Input for this task =
○ ○ ○

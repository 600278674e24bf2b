//! Thin wrapper over `sqlparser`, isolating the rest of the system from
//! parser-library vocabulary.

use sqlparser::ast::Statement;
use sqlparser::dialect::{Dialect, GenericDialect, MySqlDialect, PostgreSqlDialect, SQLiteDialect};
use sqlparser::parser::{Parser, ParserError};
use strum::Display;

#[derive(Debug, Clone, Copy, PartialEq, Eq, Display)]
#[strum(serialize_all = "snake_case")]
pub enum SqlDialect {
  Postgres,
  MySql,
  Sqlite,
  Generic,
}

impl SqlDialect {
  fn as_dialect(self) -> Box<dyn Dialect> {
    match self {
      SqlDialect::Postgres => Box::new(PostgreSqlDialect {}),
      SqlDialect::MySql => Box::new(MySqlDialect {}),
      SqlDialect::Sqlite => Box::new(SQLiteDialect {}),
      SqlDialect::Generic => Box::new(GenericDialect {}),
    }
  }

  /// All concrete dialects tried in order when none is specified, generic last.
  fn candidates() -> [SqlDialect; 4] {
    [SqlDialect::Postgres, SqlDialect::MySql, SqlDialect::Sqlite, SqlDialect::Generic]
  }
}

#[derive(Debug)]
pub enum ParseError {
  /// More than one non-empty statement was found where exactly one is required.
  MoreThanOneStatement,
  /// The input contained no statement at all.
  EmptyQuery,
  SqlParserError(ParserError),
}

impl std::fmt::Display for ParseError {
  fn fmt(&self, f: &mut std::fmt::Formatter<'_>) -> std::fmt::Result {
    match self {
      ParseError::MoreThanOneStatement => write!(f, "only one statement allowed per call"),
      ParseError::EmptyQuery => write!(f, "parsed query is empty"),
      ParseError::SqlParserError(e) => write!(f, "{e}"),
    }
  }
}

impl std::error::Error for ParseError {}

/// Parses every (non-empty) statement in `sql`, used only to count
/// statements for the multiple-statements safety check. Trailing
/// semicolons never produce an extra empty statement.
pub fn parse_many(sql: &str, dialect: Option<SqlDialect>) -> Result<Vec<Statement>, ParseError> {
  let statements = match dialect {
    Some(d) => Parser::parse_sql(&*d.as_dialect(), sql).map_err(ParseError::SqlParserError)?,
    None => parse_with_autodetect(sql)?,
  };
  Ok(statements)
}

/// Parses exactly one statement. Fails if the input holds zero or more
/// than one statement.
pub fn parse_one(sql: &str, dialect: Option<SqlDialect>) -> Result<Statement, ParseError> {
  let mut statements = parse_many(sql, dialect)?;
  match statements.len() {
    0 => Err(ParseError::EmptyQuery),
    1 => Ok(statements.remove(0)),
    _ => Err(ParseError::MoreThanOneStatement),
  }
}

fn parse_with_autodetect(sql: &str) -> Result<Vec<Statement>, ParseError> {
  let mut last_err = None;
  for candidate in SqlDialect::candidates() {
    match Parser::parse_sql(&*candidate.as_dialect(), sql) {
      Ok(statements) => return Ok(statements),
      Err(e) => last_err = Some(e),
    }
  }
  Err(ParseError::SqlParserError(last_err.expect("candidates is non-empty")))
}

#[cfg(test)]
mod tests {
  use super::*;

  #[test]
  fn parse_one_accepts_single_statement() {
    let stmt = parse_one("SELECT 1", Some(SqlDialect::Generic));
    assert!(stmt.is_ok());
  }

  #[test]
  fn parse_one_rejects_multiple_statements() {
    let err = parse_one("SELECT 1; SELECT 2", Some(SqlDialect::Generic)).unwrap_err();
    assert!(matches!(err, ParseError::MoreThanOneStatement));
  }

  #[test]
  fn trailing_semicolon_is_not_multiple_statements() {
    let stmt = parse_one("SELECT 1;", Some(SqlDialect::Generic));
    assert!(stmt.is_ok());
  }

  #[test]
  fn parse_many_counts_statements() {
    let statements = parse_many("SELECT 1; SELECT 2", Some(SqlDialect::Generic)).unwrap();
    assert_eq!(statements.len(), 2);
  }

  #[test]
  fn malformed_input_is_a_parse_error_not_a_panic() {
    let err = parse_one("SELECT * FROM 'unterminated", Some(SqlDialect::Generic));
    assert!(err.is_err());
  }

  #[test]
  fn autodetect_falls_back_across_dialects() {
    let stmt = parse_one("SELECT 1", None);
    assert!(stmt.is_ok());
  }
}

○ ○ ○

Brief =
Copy the data exactly as it was presented.

Problem solution =
repository 600278674e24bf2b
//! Thin wrapper over `sqlparser`, isolating the rest of the system from
//! parser-library vocabulary.

use sqlparser::ast::Statement;
use sqlparser::dialect::{Dialect, GenericDialect, MySqlDialect, PostgreSqlDialect, SQLiteDialect};
use sqlparser::parser::{Parser, ParserError};
use strum::Display;

#[derive(Debug, Clone, Copy, PartialEq, Eq, Display)]
#[strum(serialize_all = "snake_case")]
pub enum SqlDialect {
  Postgres,
  MySql,
  Sqlite,
  Generic,
}

impl SqlDialect {
  fn as_dialect(self) -> Box<dyn Dialect> {
    match self {
      SqlDialect::Postgres => Box::new(PostgreSqlDialect {}),
      SqlDialect::MySql => Box::new(MySqlDialect {}),
      SqlDialect::Sqlite => Box::new(SQLiteDialect {}),
      SqlDialect::Generic => Box::new(GenericDialect {}),
    }
  }

  /// All concrete dialects tried in order when none is specified, generic last.
  fn candidates() -> [SqlDialect; 4] {
    [SqlDialect::Postgres, SqlDialect::MySql, SqlDialect::Sqlite, SqlDialect::Generic]
  }
}

#[derive(Debug)]
pub enum ParseError {
  /// More than one non-empty statement was found where exactly one is required.
  MoreThanOneStatement,
  /// The input contained no statement at all.
  EmptyQuery,
  SqlParserError(ParserError),
}

impl std::fmt::Display for ParseError {
  fn fmt(&self, f: &mut std::fmt::Formatter<'_>) -> std::fmt::Result {
    match self {
      ParseError::MoreThanOneStatement => write!(f, "only one statement allowed per call"),
      ParseError::EmptyQuery => write!(f, "parsed query is empty"),
      ParseError::SqlParserError(e) => write!(f, "{e}"),
    }
  }
}

impl std::error::Error for ParseError {}

/// Parses every (non-empty) statement in `sql`, used only to count
/// statements for the multiple-statements safety check. Trailing
/// semicolons never produce an extra empty statement.
pub fn parse_many(sql: &str, dialect: Option<SqlDialect>) -> Result<Vec<Statement>, ParseError> {
  let statements = match dialect {
    Some(d) => Parser::parse_sql(&*d.as_dialect(), sql).map_err(ParseError::SqlParserError)?,
    None => parse_with_autodetect(sql)?,
  };
  Ok(statements)
}

/// Parses exactly one statement. Fails if the input holds zero or more
/// than one statement.
pub fn parse_one(sql: &str, dialect: Option<SqlDialect>) -> Result<Statement, ParseError> {
  let mut statements = parse_many(sql, dialect)?;
  match statements.len() {
    0 => Err(ParseError::EmptyQuery),
    1 => Ok(statements.remove(0)),
    _ => Err(ParseError::MoreThanOneStatement),
  }
}

fn parse_with_autodetect(sql: &str) -> Result<Vec<Statement>, ParseError> {
  let mut last_err = None;
  for candidate in SqlDialect::candidates() {
    match Parser::parse_sql(&*candidate.as_dialect(), sql) {
      Ok(statements) => return Ok(statements),
      Err(e) => last_err = Some(e),
    }
  }
  Err(ParseError::SqlParserError(last_err.expect("candidates is non-empty")))
}

#[cfg(test)]
mod tests {
  use super::*;

  #[test]
  fn parse_one_accepts_single_statement() {
    let stmt = parse_one("SELECT 1", Some(SqlDialect::Generic));
    assert!(stmt.is_ok());
  }

  #[test]
  fn parse_one_rejects_multiple_statements() {
    let err = parse_one("SELECT 1; SELECT 2", Some(SqlDialect::Generic)).unwrap_err();
    assert!(matches!(err, ParseError::MoreThanOneStatement));
  }

  #[test]
  fn trailing_semicolon_is_not_multiple_statements() {
    let stmt = parse_one("SELECT 1;", Some(SqlDialect::Generic));
    assert!(stmt.is_ok());
  }

  #[test]
  fn parse_many_counts_statements() {
    let statements = parse_many("SELECT 1; SELECT 2", Some(SqlDialect::Generic)).unwrap();
    assert_eq!(statements.len(), 2);
  }

  #[test]
  fn malformed_input_is_a_parse_error_not_a_panic() {
    let err = parse_one("SELECT * FROM 'unterminated", Some(SqlDialect::Generic));
    assert!(err.is_err());
  }

  #[test]
  fn autodetect_falls_back_across_dialects() {
    let stmt = parse_one("SELECT 1", None);
    assert!(stmt.is_ok());
  }
}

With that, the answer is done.